Still clueless: Editorial on ‘Patel resolution’ of the All India Congress Committee

The message the Congress may have sent out with its Sardar chant is at a tangent: is the party so devoid of a plan that it can do no better than attempt to reclaim an eminence from its deep past?

The Editorial Board Published 10.04.25, 06:05 AM
Rahul Gandhi

Rahul Gandhi File picture

The Congress could have attempted two things with its foregrounding of Sardar Vallabhbhai Patel at the All India Congress Committee session in Ahmedabad — posting a rebuttal to the criticism that the party is a Nehru-Gandhi concern that puts other leading lights in the shadow and, in the immediate context, seeking to wrest the Sardar’s legacy from rampant appropriation by the Bharatiya Janata Party in the run-up to the assembly elections in Gujarat. But the message the Congress leadership may have sent out with its Sardar chant is rather at a tangent: is the party so devoid of a plan that it can do no better than attempt to reclaim an eminence from its deep past? It is true that the so-called ‘Patel resolution’ of the AICC sets the framework for what the Congress sees as the major political challenge — to fight the Narendra Modi regime which it likens to imperial British rule — but this is not the first time the Congress has put out such a template. It is the same cry, differently christened — a clash of civilisations, war of ideas, battle of ideologies.

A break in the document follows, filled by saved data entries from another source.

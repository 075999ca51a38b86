//! In-process cache backed by `cached::TimedSizedCache`.

use std::sync::{Mutex, MutexGuard};
use std::time::{Duration, Instant};

use async_trait::async_trait;
use cached::{Cached, TimedSizedCache};

use crate::cache::{AppCache, CacheError};
use crate::config::settings::MemoryCacheConfig;

struct Entry {
    expires_at: Instant,
    value: Vec<u8>,
}

/// Size-bounded cache. The configured TTL caps every entry's lifetime; a
/// shorter per-entry TTL passed to `set` is honoured on read.
pub struct MemoryCache {
    store: Mutex<TimedSizedCache<String, Entry>>,
    default_ttl: Duration,
}

impl MemoryCache {
    pub fn new(config: &MemoryCacheConfig) -> Self {
        let default_ttl = Duration::from_secs(config.ttl_seconds);
        let store = TimedSizedCache::with_size_and_lifespan(config.max_size, default_ttl);
        Self {
            store: Mutex::new(store),
            default_ttl,
        }
    }

    fn lock(&self) -> Result<MutexGuard<'_, TimedSizedCache<String, Entry>>, CacheError> {
        self.store
            .lock()
            .map_err(|e| CacheError::Operation(e.to_string()))
    }
}

#[async_trait]
impl AppCache for MemoryCache {
    async fn get(&self, key: &str) -> Result<Option<Vec<u8>>, CacheError> {
        let mut store = self.lock()?;
        match store.cache_get(key) {
            None => return Ok(None),
            Some(entry) if Instant::now() < entry.expires_at => {
                return Ok(Some(entry.value.clone()));
            }
            Some(_) => {}
        }
        store.cache_remove(key);
        Ok(None)
    }

    async fn set(
        &self,
        key: &str,
        value: Vec<u8>,
        ttl_seconds: Option<u64>,
    ) -> Result<(), CacheError> {
        let ttl = ttl_seconds
            .map(Duration::from_secs)
            .map_or(self.default_ttl, |ttl| ttl.min(self.default_ttl));
        let entry = Entry {
            expires_at: Instant::now() + ttl,
            value,
        };
        self.lock()?.cache_set(key.to_string(), entry);
        Ok(())
    }

    async fn clear(&self) -> Result<(), CacheError> {
        self.lock()?.cache_clear();
        Ok(())
    }
}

The radical differences between the visions of the Congress Party and the sangh-Modi establishment barely need restating. The former remains deeply aligned to the ideals and the principles of the Constitution, the latter, while appearing to pay lip-service to the Constitution, is busy crafting ‘New India’ — bluntly put, a de facto majoritarian India. But the job of India’s chief Opposition party does not get done by spelling out its deep differences with the well-entrenched Modi regime and sounding the alarm every now and then over perils that secular, pluralist India faces. Countering the threat the Congress articulates rather well needs feet on the ground and muscle for a punch-up. Once again, at Ahmedabad, Congress leaders have resolved to revitalise the organisation. Such resolutions have begun to sound tired and repetitive. Rahul Gandhi had promised, publicly, to learn lessons from the whopping assembly defeats of 2013 — including the loss of Delhi to Arvind Kejriwal’s fledgling Aam Aadmi Party — and revive and revitalise the Congress and restore its political virility. The decline since then — in the face of repeated resolutions to return to robust health — has been steady. The summer of 2024, when the Congress doubled its Lok Sabha tally, could have been a moment for the party to pivot. The opportunity was not grabbed. The AICC meet at Ahmedabad offers little clue that anything has changed.